Task
Every record must be copied exactly, from first line to last.

*** Opening of Dataset records ***

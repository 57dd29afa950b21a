use std::sync::Arc;

use validator::Validate;

use crate::dto::api_response::ApiResponse;
use crate::dto::ride_dto::{
    EndRideRequest, RegisterUserRequest, RideReceiptResponse, RideResponse, StartRideRequest,
    UpdatePaymentRequest, UserResponse,
};
use crate::services::FleetManager;
use crate::utils::errors::AppError;

/// Users and their rides
pub struct RideController {
    fleet: Arc<FleetManager>,
}

impl RideController {
    pub fn new(fleet: Arc<FleetManager>) -> Self {
        Self { fleet }
    }

    pub async fn register_user(
        &self,
        request: RegisterUserRequest,
    ) -> Result<ApiResponse<UserResponse>, AppError> {
        request.validate()?;

        let user = self
            .fleet
            .register_user(request.user_id.trim(), &request.payment_token)
            .await?;

        Ok(ApiResponse::success_with_message(
            user.into(),
            "User registered".to_string(),
        ))
    }

    pub async fn update_payment(
        &self,
        user_id: &str,
        request: UpdatePaymentRequest,
    ) -> Result<ApiResponse<UserResponse>, AppError> {
        request.validate()?;

        let user = self
            .fleet
            .update_payment_token(user_id, request.payment_token.trim())
            .await?;

        Ok(ApiResponse::success_with_message(
            user.into(),
            "Payment method updated".to_string(),
        ))
    }

    pub async fn get_user(&self, user_id: &str) -> Result<UserResponse, AppError> {
        let user = self.fleet.user(user_id).await?;
        Ok(user.into())
    }

    pub async fn start_ride(
        &self,
        request: StartRideRequest,
    ) -> Result<ApiResponse<RideResponse>, AppError> {
        request.validate()?;

        let ride = self
            .fleet
            .start_ride(&request.user_id, request.lat, request.lon)
            .await?;

        Ok(ApiResponse::success_with_message(
            ride.into(),
            "Ride started".to_string(),
        ))
    }

    pub async fn end_ride(
        &self,
        request: EndRideRequest,
    ) -> Result<ApiResponse<RideReceiptResponse>, AppError> {
        request.validate()?;

        let receipt = self
            .fleet
            .end_ride(
                &request.user_id,
                request.lat,
                request.lon,
                request.degraded_report,
            )
            .await?;

        Ok(ApiResponse::success_with_message(
            receipt.into(),
            "Ride ended".to_string(),
        ))
    }

    pub async fn active_ride(&self, user_id: &str) -> Result<RideResponse, AppError> {
        let ride = self.fleet.active_ride(user_id).await?;
        Ok(ride.into())
    }
}
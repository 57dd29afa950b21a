//! Schema of the seed store

use sqlx::SqlitePool;

pub const CREATE_STATIONS: &str = r#"
CREATE TABLE IF NOT EXISTS stations (
    station_id INTEGER PRIMARY KEY,
    name TEXT NOT NULL,
    lat REAL NOT NULL,
    lon REAL NOT NULL,
    max_capacity INTEGER NOT NULL CHECK (max_capacity > 0)
)
"#;

pub const CREATE_VEHICLES: &str = r#"
CREATE TABLE IF NOT EXISTS vehicles (
    vehicle_id TEXT PRIMARY KEY,
    station_id INTEGER,
    vehicle_type TEXT NOT NULL,
    status TEXT NOT NULL,
    rides_since_last_treated INTEGER NOT NULL DEFAULT 0,
    last_treated_date TEXT,
    battery_level INTEGER,
    FOREIGN KEY (station_id) REFERENCES stations (station_id)
)
"#;

pub async fn create_schema(pool: &SqlitePool) -> Result<(), sqlx::Error> {
    for statement in [CREATE_STATIONS, CREATE_VEHICLES] {
        sqlx::query(statement).execute(pool).await?;
    }
    Ok(())
}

*** Close of Dataset records ***

Exercise output
repository 57dd29afa950b21a
use std::sync::Arc;

use validator::Validate;

use crate::dto::api_response::ApiResponse;
use crate::dto::ride_dto::{
    EndRideRequest, RegisterUserRequest, RideReceiptResponse, RideResponse, StartRideRequest,
    UpdatePaymentRequest, UserResponse,
};
use crate::services::FleetManager;
use crate::utils::errors::AppError;

/// Users and their rides
pub struct RideController {
    fleet: Arc<FleetManager>,
}

impl RideController {
    pub fn new(fleet: Arc<FleetManager>) -> Self {
        Self { fleet }
    }

    pub async fn register_user(
        &self,
        request: RegisterUserRequest,
    ) -> Result<ApiResponse<UserResponse>, AppError> {
        request.validate()?;

        let user = self
            .fleet
            .register_user(request.user_id.trim(), &request.payment_token)
            .await?;

        Ok(ApiResponse::success_with_message(
            user.into(),
            "User registered".to_string(),
        ))
    }

    pub async fn update_payment(
        &self,
        user_id: &str,
        request: UpdatePaymentRequest,
    ) -> Result<ApiResponse<UserResponse>, AppError> {
        request.validate()?;

        let user = self
            .fleet
            .update_payment_token(user_id, request.payment_token.trim())
            .await?;

        Ok(ApiResponse::success_with_message(
            user.into(),
            "Payment method updated".to_string(),
        ))
    }

    pub async fn get_user(&self, user_id: &str) -> Result<UserResponse, AppError> {
        let user = self.fleet.user(user_id).await?;
        Ok(user.into())
    }

    pub async fn start_ride(
        &self,
        request: StartRideRequest,
    ) -> Result<ApiResponse<RideResponse>, AppError> {
        request.validate()?;

        let ride = self
            .fleet
            .start_ride(&request.user_id, request.lat, request.lon)
            .await?;

        Ok(ApiResponse::success_with_message(
            ride.into(),
            "Ride started".to_string(),
        ))
    }

    pub async fn end_ride(
        &self,
        request: EndRideRequest,
    ) -> Result<ApiResponse<RideReceiptResponse>, AppError> {
        request.validate()?;

        let receipt = self
            .fleet
            .end_ride(
                &request.user_id,
                request.lat,
                request.lon,
                request.degraded_report,
            )
            .await?;

        Ok(ApiResponse::success_with_message(
            receipt.into(),
            "Ride ended".to_string(),
        ))
    }

    pub async fn active_ride(&self, user_id: &str) -> Result<RideResponse, AppError> {
        let ride = self.fleet.active_ride(user_id).await?;
        Ok(ride.into())
    }
}
repository 57dd29afa950b21a
//! Schema of the seed store

use sqlx::SqlitePool;

pub const CREATE_STATIONS: &str = r#"
CREATE TABLE IF NOT EXISTS stations (
    station_id INTEGER PRIMARY KEY,
    name TEXT NOT NULL,
    lat REAL NOT NULL,
    lon REAL NOT NULL,
    max_capacity INTEGER NOT NULL CHECK (max_capacity > 0)
)
"#;

pub const CREATE_VEHICLES: &str = r#"
CREATE TABLE IF NOT EXISTS vehicles (
    vehicle_id TEXT PRIMARY KEY,
    station_id INTEGER,
    vehicle_type TEXT NOT NULL,
    status TEXT NOT NULL,
    rides_since_last_treated INTEGER NOT NULL DEFAULT 0,
    last_treated_date TEXT,
    battery_level INTEGER,
    FOREIGN KEY (station_id) REFERENCES stations (station_id)
)
"#;

pub async fn create_schema(pool: &SqlitePool) -> Result<(), sqlx::Error> {
    for statement in [CREATE_STATIONS, CREATE_VEHICLES] {
        sqlx::query(statement).execute(pool).await?;
    }
    Ok(())
}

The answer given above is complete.